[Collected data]

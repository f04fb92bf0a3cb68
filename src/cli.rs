use clap::{Args, Parser, Subcommand, ValueEnum};
use clap_complete::Shell;

#[derive(Parser)]
#[command(name = "foremanctl")]
#[command(version)]
#[command(about = "Declarative CLI for Foreman/Katello entities", long_about = None)]
#[command(propagate_version = true)]
pub struct Cli {
    /// Verbosity level
    #[arg(short, long, action = clap::ArgAction::Count, global = true)]
    pub verbose: u8,

    /// Suppress non-essential output
    #[arg(short, long, global = true)]
    pub quiet: bool,

    /// Report what would change without writing anything
    #[arg(long, global = true)]
    pub check: bool,

    /// Print a unified diff of every change to stderr
    #[arg(long, global = true)]
    pub diff: bool,

    #[command(flatten)]
    pub connection: ConnectionArgs,

    #[command(subcommand)]
    pub command: Command,
}

/// Connection parameters, each with an environment fallback and a
/// `[connection]` entry in the config file as the last resort.
#[derive(Args)]
pub struct ConnectionArgs {
    /// Server base URL, e.g. https://foreman.example.com
    #[arg(long, env = "FOREMAN_SERVER_URL", global = true)]
    pub server_url: Option<String>,

    /// User to authenticate as
    #[arg(long, env = "FOREMAN_USERNAME", global = true)]
    pub username: Option<String>,

    /// Password for the user
    #[arg(long, env = "FOREMAN_PASSWORD", global = true, hide_env_values = true)]
    pub password: Option<String>,

    /// Skip TLS certificate verification (FOREMAN_VALIDATE_CERTS=false)
    #[arg(long, global = true)]
    pub no_verify_ssl: bool,

    /// Seconds to wait for server tasks spawned by slow actions
    #[arg(long, global = true)]
    pub timeout: Option<u64>,
}

#[derive(Subcommand)]
pub enum Command {
    /// Manage organizations
    Organization(OrganizationArgs),

    /// Manage locations
    Location(LocationArgs),

    /// Manage DNS domains
    Domain(DomainArgs),

    /// Manage search bookmarks
    Bookmark(BookmarkArgs),

    /// Manage user roles
    Role(RoleArgs),

    /// Manage smart proxies
    SmartProxy(SmartProxyArgs),

    /// Manage global parameters
    GlobalParameter(GlobalParameterArgs),

    /// Manage server settings
    Setting(SettingArgs),

    /// Manage Katello lifecycle environments
    LifecycleEnvironment(LifecycleEnvironmentArgs),

    /// Manage Katello content views
    #[command(subcommand)]
    ContentView(ContentViewCommand),

    /// Manage hosts
    #[command(subcommand)]
    Host(HostCommand),

    /// Check connectivity and report the server version
    Ping,

    /// List entities matching a search expression
    Search(SearchArgs),

    /// Generate shell completions
    Completions {
        /// Shell to generate completions for
        #[arg(value_enum)]
        shell: Shell,
    },
}

// ============================================================================
// Foreman entities
// ============================================================================

#[derive(Parser)]
pub struct OrganizationArgs {
    /// Organization name
    pub name: String,

    /// Rename the organization to this name
    #[arg(long)]
    pub updated_name: Option<String>,

    /// Free-form description
    #[arg(long)]
    pub description: Option<String>,

    /// Label used in URLs and repository paths, immutable after creation
    #[arg(long)]
    pub label: Option<String>,

    /// Desired state of the entity
    #[arg(long, value_enum, default_value_t = StateArg::Present)]
    pub state: StateArg,
}

#[derive(Parser)]
pub struct LocationArgs {
    /// Location name; nested locations are written as Parent/Child titles
    pub name: String,

    /// Rename the location to this name
    #[arg(long)]
    pub updated_name: Option<String>,

    /// Title of the parent location
    #[arg(long)]
    pub parent: Option<String>,

    /// Free-form description
    #[arg(long)]
    pub description: Option<String>,

    /// Organization the location belongs to, repeatable
    #[arg(long = "organization")]
    pub organizations: Vec<String>,

    /// Desired state of the entity
    #[arg(long, value_enum, default_value_t = StateArg::Present)]
    pub state: StateArg,
}

#[derive(Parser)]
pub struct DomainArgs {
    /// Fully qualified domain name
    pub name: String,

    /// Rename the domain to this name
    #[arg(long)]
    pub updated_name: Option<String>,

    /// Free-form description
    #[arg(long)]
    pub description: Option<String>,

    /// Alias for --description, matching the server's attribute name
    #[arg(long, conflicts_with = "description")]
    pub fullname: Option<String>,

    /// Name of the smart proxy serving DNS for this domain
    #[arg(long)]
    pub dns_proxy: Option<String>,

    /// Location title the domain belongs to, repeatable
    #[arg(long = "location")]
    pub locations: Vec<String>,

    /// Organization the domain belongs to, repeatable
    #[arg(long = "organization")]
    pub organizations: Vec<String>,

    /// Domain parameter, repeatable
    #[arg(long = "parameter", value_name = "NAME[:TYPE]=VALUE")]
    pub parameters: Vec<String>,

    /// Remove every parameter from the domain
    #[arg(long, conflicts_with = "parameters")]
    pub clear_parameters: bool,

    /// Desired state of the entity
    #[arg(long, value_enum, default_value_t = StateArg::Present)]
    pub state: StateArg,
}

#[derive(Parser)]
pub struct BookmarkArgs {
    /// Bookmark name
    pub name: String,

    /// Controller the bookmark belongs to, e.g. hosts
    #[arg(long)]
    pub controller: String,

    /// Search query the bookmark saves; required unless state is absent
    #[arg(long)]
    pub query: Option<String>,

    /// Whether the bookmark is visible to other users
    #[arg(long)]
    pub public: Option<bool>,

    /// Desired state of the entity
    #[arg(long, value_enum, default_value_t = StateArg::Present)]
    pub state: StateArg,
}

#[derive(Parser)]
pub struct RoleArgs {
    /// Role name
    pub name: String,

    /// Free-form description
    #[arg(long)]
    pub description: Option<String>,

    /// Location title the role applies to, repeatable
    #[arg(long = "location")]
    pub locations: Vec<String>,

    /// Organization the role applies to, repeatable
    #[arg(long = "organization")]
    pub organizations: Vec<String>,

    /// Desired state of the entity
    #[arg(long, value_enum, default_value_t = StateArg::Present)]
    pub state: StateArg,
}

#[derive(Parser)]
pub struct SmartProxyArgs {
    /// Smart proxy name
    pub name: String,

    /// URL the proxy listens on; required unless state is absent
    #[arg(long)]
    pub url: Option<String>,

    /// How content is downloaded through the proxy
    #[arg(long)]
    pub download_policy: Option<String>,

    /// Location title the proxy serves, repeatable
    #[arg(long = "location")]
    pub locations: Vec<String>,

    /// Organization the proxy serves, repeatable
    #[arg(long = "organization")]
    pub organizations: Vec<String>,

    /// Desired state of the entity
    #[arg(long, value_enum, default_value_t = StateArg::Present)]
    pub state: StateArg,
}

#[derive(Parser)]
pub struct GlobalParameterArgs {
    /// Parameter name
    pub name: String,

    /// Parameter value; JSON when it parses, a literal string otherwise.
    /// Required unless state is absent
    #[arg(long)]
    pub value: Option<String>,

    /// How the server casts the stored value
    #[arg(long, value_enum)]
    pub parameter_type: Option<ParameterTypeArg>,

    /// Mask the value in the UI and in reports
    #[arg(long)]
    pub hidden_value: Option<bool>,

    /// Desired state of the entity
    #[arg(long, value_enum, default_value_t = StateArg::Present)]
    pub state: StateArg,
}

#[derive(Parser)]
pub struct SettingArgs {
    /// Setting name
    pub name: String,

    /// New value; omit to reset the setting to its server default
    #[arg(long)]
    pub value: Option<String>,
}

// ============================================================================
// Katello entities
// ============================================================================

#[derive(Parser)]
pub struct LifecycleEnvironmentArgs {
    /// Lifecycle environment name
    pub name: String,

    /// Organization the environment belongs to
    #[arg(long)]
    pub organization: String,

    /// Free-form description
    #[arg(long)]
    pub description: Option<String>,

    /// Label used in repository paths, immutable after creation
    #[arg(long)]
    pub label: Option<String>,

    /// Name of the environment this one promotes from; defaults to
    /// Library on creation and is immutable afterwards
    #[arg(long)]
    pub prior: Option<String>,

    /// Desired state of the entity
    #[arg(long, value_enum, default_value_t = StateArg::Present)]
    pub state: StateArg,
}

#[derive(Subcommand)]
pub enum ContentViewCommand {
    /// Converge a content view to its desired state
    Ensure(ContentViewArgs),

    /// Publish a new content view version
    Publish(PublishArgs),
}

#[derive(Parser)]
pub struct ContentViewArgs {
    /// Content view name
    pub name: String,

    /// Organization owning the content view
    #[arg(long)]
    pub organization: String,

    /// Free-form description
    #[arg(long)]
    pub description: Option<String>,

    /// Whether this is a composite content view
    #[arg(long)]
    pub composite: Option<bool>,

    /// Publish a new version automatically when a component changes;
    /// composite content views only
    #[arg(long)]
    pub auto_publish: Option<bool>,

    /// Repository name to include, within the same organization, repeatable
    #[arg(long = "repository")]
    pub repositories: Vec<String>,

    /// Desired state of the entity
    #[arg(long, value_enum, default_value_t = StateArg::Present)]
    pub state: StateArg,
}

#[derive(Parser)]
pub struct PublishArgs {
    /// Content view name
    pub name: String,

    /// Organization owning the content view
    #[arg(long)]
    pub organization: String,

    /// Description for the published version
    #[arg(long)]
    pub description: Option<String>,
}

// ============================================================================
// Hosts
// ============================================================================

#[derive(Subcommand)]
pub enum HostCommand {
    /// Converge a host's power state
    Power(HostPowerArgs),
}

#[derive(Parser)]
pub struct HostPowerArgs {
    /// Host FQDN
    pub name: String,

    /// Desired power state
    #[arg(value_enum)]
    pub state: PowerStateArg,
}

// ============================================================================
// Read commands
// ============================================================================

#[derive(Parser)]
pub struct SearchArgs {
    /// Plural resource name, e.g. domains or content_views
    #[arg(long)]
    pub resource: String,

    /// Search expression in the server's query DSL
    #[arg(long)]
    pub search: Option<String>,
}

// ============================================================================
// Shared value enums
// ============================================================================

#[derive(Debug, Clone, Copy, PartialEq, Eq, ValueEnum)]
pub enum StateArg {
    /// Entity must exist and match the given attributes
    Present,
    /// Entity must exist; attributes only apply on creation
    #[value(name = "present_with_defaults")]
    PresentWithDefaults,
    /// Entity must not exist
    Absent,
}

impl From<StateArg> for reconcile::State {
    fn from(state: StateArg) -> Self {
        match state {
            StateArg::Present => Self::Present,
            StateArg::PresentWithDefaults => Self::PresentWithDefaults,
            StateArg::Absent => Self::Absent,
        }
    }
}

#[derive(Debug, Clone, Copy, PartialEq, Eq, ValueEnum)]
pub enum PowerStateArg {
    /// Power the host on
    #[value(alias = "start")]
    On,
    /// Power the host off
    #[value(alias = "stop")]
    Off,
}

impl PowerStateArg {
    /// Value sent as the server's power_action.
    pub fn as_str(self) -> &'static str {
        match self {
            Self::On => "on",
            Self::Off => "off",
        }
    }
}

#[derive(Debug, Clone, Copy, PartialEq, Eq, ValueEnum)]
pub enum ParameterTypeArg {
    String,
    Boolean,
    Integer,
    Real,
    Array,
    Hash,
    Yaml,
    Json,
}

impl ParameterTypeArg {
    /// The server-side type name.
    pub fn as_str(self) -> &'static str {
        match self {
            Self::String => "string",
            Self::Boolean => "boolean",
            Self::Integer => "integer",
            Self::Real => "real",
            Self::Array => "array",
            Self::Hash => "hash",
            Self::Yaml => "yaml",
            Self::Json => "json",
        }
    }
}

#[cfg(test)]
mod tests {
    use super::*;
    use clap::CommandFactory;

    #[test]
    fn test_cli_is_well_formed() {
        Cli::command().debug_assert();
    }

    #[test]
    fn test_state_arg_uses_underscored_name() {
        let cli = Cli::try_parse_from([
            "foremanctl",
            "organization",
            "ACME",
            "--state",
            "present_with_defaults",
        ])
        .unwrap();
        let Command::Organization(args) = cli.command else {
            panic!("expected an organization command");
        };
        assert_eq!(args.state, StateArg::PresentWithDefaults);
    }

    #[test]
    fn test_power_state_accepts_aliases() {
        let cli =
            Cli::try_parse_from(["foremanctl", "host", "power", "web01.example.com", "start"])
                .unwrap();
        let Command::Host(HostCommand::Power(args)) = cli.command else {
            panic!("expected a host power command");
        };
        assert_eq!(args.state, PowerStateArg::On);
        assert_eq!(args.state.as_str(), "on");
    }

    #[test]
    fn test_connection_flags_are_global() {
        let cli = Cli::try_parse_from([
            "foremanctl",
            "ping",
            "--server-url",
            "https://foreman.example.com",
            "--check",
        ])
        .unwrap();
        assert_eq!(
            cli.connection.server_url.as_deref(),
            Some("https://foreman.example.com")
        );
        assert!(cli.check);
    }

    #[test]
    fn test_domain_fullname_conflicts_with_description() {
        let result = Cli::try_parse_from([
            "foremanctl",
            "domain",
            "example.com",
            "--description",
            "a",
            "--fullname",
            "b",
        ]);
        assert!(result.is_err());
    }
}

What the exercise asks: Every line in the records above that contains the word "unless" should be copied out.

Reply to the exercise:
    /// Search query the bookmark saves; required unless state is absent
    /// URL the proxy listens on; required unless state is absent
    /// Required unless state is absent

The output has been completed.